Halting deforestation is essential to reaching the goals of the Paris Agreement, an expert panel argued at the PRI in Person conference in San Francisco.
Forest restoration is a natural way of reducing carbon emissions, yet 17 per cent of South America’s Amazon rainforest has suffered deforestation and been cleared. Scientists say the tipping point at which deforestation is irreversible is 25 per cent clearance.
If the tipping point were reached, about 60 per cent of the forest would fall into degraded savanna, they estimate, releasing more carbon into the atmosphere and destroying the climatic stability of the region. It would be irreversible because new rain forest wouldn’t be able to spring from the degraded area.
“If we want to be on the safe side, let’s stop Amazon deforestation and bring it to zero completely,” argued Carlos Nobre, Institute of Advanced Studies, University of São Paulo, and senior fellow of World Resources Institute Brazil.
The agricultural sector has an enormous global footprint, Nobre said. It takes up 40 per cent of the earth’s surface, consumes 70 per cent of water resources and pumps out greenhouse gas emissions linked to deforestation. Deforestation is running at the rate of one football pitch of clearance a second, attributed to palm, soya and cattle production, Nobre said.
The destruction of South America’s savannas is also a grave problem, he said. These mostly flat, forested plateaus are being lost to industrial-scale agriculture, particularly soya production driven by automation and shifting diets away from animal protein – despite low productivity in Amazon lands for soya and cattle.
It is not only farming that’s putting the Amazon at risk. Global warming is accentuating the problem, changing the crucial “short episode” rainfall patterns on which the forest depends and heightening the risk of fire, particularly through more lightning strikes.

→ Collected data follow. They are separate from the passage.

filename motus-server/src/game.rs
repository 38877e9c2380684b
use std::convert::Infallible;
use std::sync::Arc;

use async_trait::async_trait;
use tracing::info;
use warp::{Filter, Rejection, Reply};

use motus_core::{ScoringEngine, WordList, generate_seed};
use motus_types::{
    GuessRequest, GuessResponse, MessageResponse, ScoreRequest, SeedInput, SeedResponse,
    SetSeedRequest, WordResponse,
};

use crate::clients::{GameApi, ScoreLedger, UserDirectory};
use crate::error::{ApiError, handle_rejection, reply};
use crate::user_path::UserIdSegment;

pub const WIN_MESSAGE: &str = "Congratulations, you have won!";
pub const LOSE_MESSAGE: &str = "Sorry, you have lost. Better luck next time!";

/// Owns the word list; seeds live in the users service and attempts in
/// the score service.
pub struct GameService {
    words: Arc<WordList>,
    users: Arc<dyn UserDirectory>,
    scores: Arc<dyn ScoreLedger>,
}

impl GameService {
    pub fn new(
        words: Arc<WordList>,
        users: Arc<dyn UserDirectory>,
        scores: Arc<dyn ScoreLedger>,
    ) -> Self {
        Self {
            words,
            users,
            scores,
        }
    }

    pub fn words(&self) -> &WordList {
        &self.words
    }

    async fn word_for(&self, user_id: &str) -> Result<String, ApiError> {
        let seed = self.users.get_seed(user_id).await?;
        Ok(self.words.select(seed).to_string())
    }

    async fn reseed(&self, user_id: &str, source: Option<&str>) -> Result<u64, ApiError> {
        let seed = generate_seed(source);
        self.users.set_seed(user_id, seed).await?;
        Ok(seed)
    }
}

fn required_user(user_id: Option<&str>) -> Result<&str, ApiError> {
    match user_id {
        Some(user_id) if !user_id.is_empty() => Ok(user_id),
        _ => Err(ApiError::InvalidInput("Missing user_id".to_string())),
    }
}

#[async_trait]
impl GameApi for GameService {
    async fn get_seed(&self, user_id: &str) -> Result<SeedResponse, ApiError> {
        let seed = self.users.get_seed(user_id).await?;
        Ok(SeedResponse { seed })
    }

    async fn set_seed(&self, request: &SetSeedRequest) -> Result<MessageResponse, ApiError> {
        let user_id = required_user(request.user_id.as_deref())?;
        let source = request.seed.as_ref().and_then(SeedInput::source);

        self.reseed(user_id, source.as_deref()).await?;
        Ok(MessageResponse::new("Seed set successfully"))
    }

    async fn get_word(&self, user_id: &str) -> Result<WordResponse, ApiError> {
        let word = self.word_for(user_id).await?;
        Ok(WordResponse { word })
    }

    async fn guess(&self, request: &GuessRequest) -> Result<GuessResponse, ApiError> {
        let user_id = required_user(request.user_id.as_deref())?;

        // Cheap checks first, so bad guesses never reach the users service
        ScoringEngine::validate_guess(&request.guess, &self.words)?;

        let target = self.word_for(user_id).await?;
        let evaluation = ScoringEngine::evaluate_guess(&request.guess, &target, &self.words)?;

        self.scores
            .record(&ScoreRequest {
                user_id: user_id.to_string(),
                score: u8::from(evaluation.won),
                word: target,
            })
            .await?;

        if !evaluation.won {
            return Ok(GuessResponse {
                won: false,
                result: evaluation.result,
                message: LOSE_MESSAGE.to_string(),
            });
        }

        self.reseed(user_id, None).await?;
        info!("User {} won", user_id);

        Ok(GuessResponse {
            won: true,
            result: evaluation.result,
            message: WIN_MESSAGE.to_string(),
        })
    }

    async fn generate_seed(&self) -> Result<SeedResponse, ApiError> {
        Ok(SeedResponse {
            seed: generate_seed(None),
        })
    }
}

pub fn create_routes(
    game: Arc<GameService>,
) -> impl Filter<Extract = impl Reply, Error = Infallible> + Clone {
    let game_filter = warp::any().map({
        let game = game.clone();
        move || game.clone()
    });

    let get_seed = warp::path!("seed" / UserIdSegment)
        .and(warp::get())
        .and(game_filter.clone())
        .and_then(handle_get_seed);

    let set_seed = warp::path!("seed")
        .and(warp::post())
        .and(warp::body::json())
        .and(game_filter.clone())
        .and_then(handle_set_seed);

    let get_word = warp::path!("word" / UserIdSegment)
        .and(warp::get())
        .and(game_filter.clone())
        .and_then(handle_get_word);

    let guess = warp::path!("guess")
        .and(warp::post())
        .and(warp::body::json())
        .and(game_filter.clone())
        .and_then(handle_guess);

    let new_seed = warp::path!("generateSeed")
        .and(warp::get())
        .and(game_filter.clone())
        .and_then(handle_generate_seed);

    // Health check endpoint
    let health = warp::path("health")
        .and(warp::get())
        .map(|| warp::reply::with_status("OK", warp::http::StatusCode::OK));

    get_seed
        .or(set_seed)
        .or(get_word)
        .or(guess)
        .or(new_seed)
        .or(health)
        .recover(handle_rejection)
        .with(warp::log("motus::game"))
}

async fn handle_get_seed(
    user_id: UserIdSegment,
    game: Arc<GameService>,
) -> Result<impl Reply, Rejection> {
    Ok(reply(game.get_seed(&user_id.into_inner()).await))
}

async fn handle_set_seed(
    request: SetSeedRequest,
    game: Arc<GameService>,
) -> Result<impl Reply, Rejection> {
    Ok(reply(game.set_seed(&request).await))
}

async fn handle_get_word(
    user_id: UserIdSegment,
    game: Arc<GameService>,
) -> Result<impl Reply, Rejection> {
    Ok(reply(game.get_word(&user_id.into_inner()).await))
}

async fn handle_guess(
    request: GuessRequest,
    game: Arc<GameService>,
) -> Result<impl Reply, Rejection> {
    let result = game.guess(&request).await;
    if let Err(err) = &result {
        tracing::debug!("Guess rejected: {}", err);
    }
    Ok(reply(result))
}

async fn handle_generate_seed(game: Arc<GameService>) -> Result<impl Reply, Rejection> {
    Ok(reply(game.generate_seed().await))
}
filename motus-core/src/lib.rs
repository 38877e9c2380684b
pub mod leaderboard;
pub mod scoring;
pub mod seed;
pub mod word_list;

// Re-export main components
pub use leaderboard::*;
pub use scoring::*;
pub use seed::*;
pub use word_list::*;
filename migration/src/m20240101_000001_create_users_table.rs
use sea_orm_migration::prelude::*;

#[derive(DeriveMigrationName)]
pub struct Migration;

#[async_trait::async_trait]
impl MigrationTrait for Migration {
    async fn up(&self, manager: &SchemaManager) -> Result<(), DbErr> {
        manager
            .create_table(
                Table::create()
                    .table(Users::Table)
                    .if_not_exists()
                    .col(
                        ColumnDef::new(Users::UserId)
                            .string()
                            .not_null()
                            .primary_key(),
                    )
                    .col(ColumnDef::new(Users::Nickname).string().not_null())
                    .col(ColumnDef::new(Users::Seed).big_integer().not_null())
                    .col(
                        ColumnDef::new(Users::CreatedAt)
                            .timestamp_with_time_zone()
                            .not_null()
                            .default(Expr::current_timestamp()),
                    )
                    .col(
                        ColumnDef::new(Users::UpdatedAt)
                            .timestamp_with_time_zone()
                            .not_null()
                            .default(Expr::current_timestamp()),
                    )
                    .to_owned(),
            )
            .await
    }

    async fn down(&self, manager: &SchemaManager) -> Result<(), DbErr> {
        manager
            .drop_table(Table::drop().table(Users::Table).to_owned())
            .await
    }
}

#[derive(DeriveIden)]
enum Users {
    Table,
    UserId,
    Nickname,
    Seed,
    CreatedAt,
    UpdatedAt,
}
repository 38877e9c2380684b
pub mod prelude;

pub mod users;
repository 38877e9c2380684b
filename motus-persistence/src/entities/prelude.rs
pub use super::users::Entity as Users;
pub use sea_orm_migration::prelude::*;

mod m20240101_000001_create_users_table;

pub struct Migrator;

#[async_trait::async_trait]
impl MigratorTrait for Migrator {
    fn migrations() -> Vec<Box<dyn MigrationTrait>> {
        vec![Box::new(m20240101_000001_create_users_table::Migration)]
    }
}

“The dry seasons are becoming longer,” said Nobre, who added that unprecedented periods of drought and flood in recent years illustrated the changing climate and instability in the system.
At €486 billion ($568.5 billion) Dutch asset manager APG, the position is that combating deforestation is part of its fiduciary duty to ensure an orderly transition to a low-carbon world.
“When investors talk about climate change, they talk a lot about fossil fuels and energy, but forestry, land use, food and farming [are] a huge part of climate transition,” APG Asset Management’s Lucian Peppelenbos said.
But investing to combat deforestation and in support of sustainable land use is challenging. It involves navigating land use and country risk.
“We need to bring down the risk profile of land use,” Peppelenbos said. Nevertheless, he does note a strong underlying investment case. “Farm and timberland have strong fundamentals in the transition to a low-carbon economy that make a great investment case.”
Together with other investors, the pension fund engages with companies on sustainable palm production and is now pushing its investee companies on sustainable soya and beef production. The fund also benchmarks companies on how they are addressing deforestation, particularly how they reach out down their supply chains.
Investment opportunities in the sector include new funds such as Amsterdam-based SAIL Ventures’ &Green fund, which invests directly in sustainable land use. It provides long-term stable capital that seeks a double bottom line of zero deforestation and a financial return from commodity production.
“Investors like how increased engagement on the environmental side reduces asset risk,” Sail Ventures CIO Johnny Brom said. “The &Green funds prove that commodity supply chains can be delinked from deforestation.”
Dutch agribusiness Bunge has a zero-deforestation commitment across its supply chain.
“We have to meet our commitments and apply policy regardless of complexity on the ground,” said Stewart Lindsay, vice-president, global corporate affairs, at Bunge, which operates in 40 countries.
Technology is allowing the company to monitor deforestation in new ways, access new suppliers and increase supply-chain transparency.
“We are spending more time doing independent satellite monitoring of farms where we buy palm oil; it gives us a closer independent look at where we are buying to monitor changes on the ground.”
This is allowing the company to integrate deforestation planning into its investment strategy, making decisions based on low environment risk and high agricultural return.
In another initiative to help combat deforestation, the company is offering 10-year finance to farmers in its supply chain. Lindsay observed that just because palm production is not certified doesn’t mean it isn’t sustainable and cited the need to increase downstream – or consumer – demand for certified palm.
“It is a premium product. If that demand doesn’t go up for certified products, [we] will have to maintain commitment in different ways.”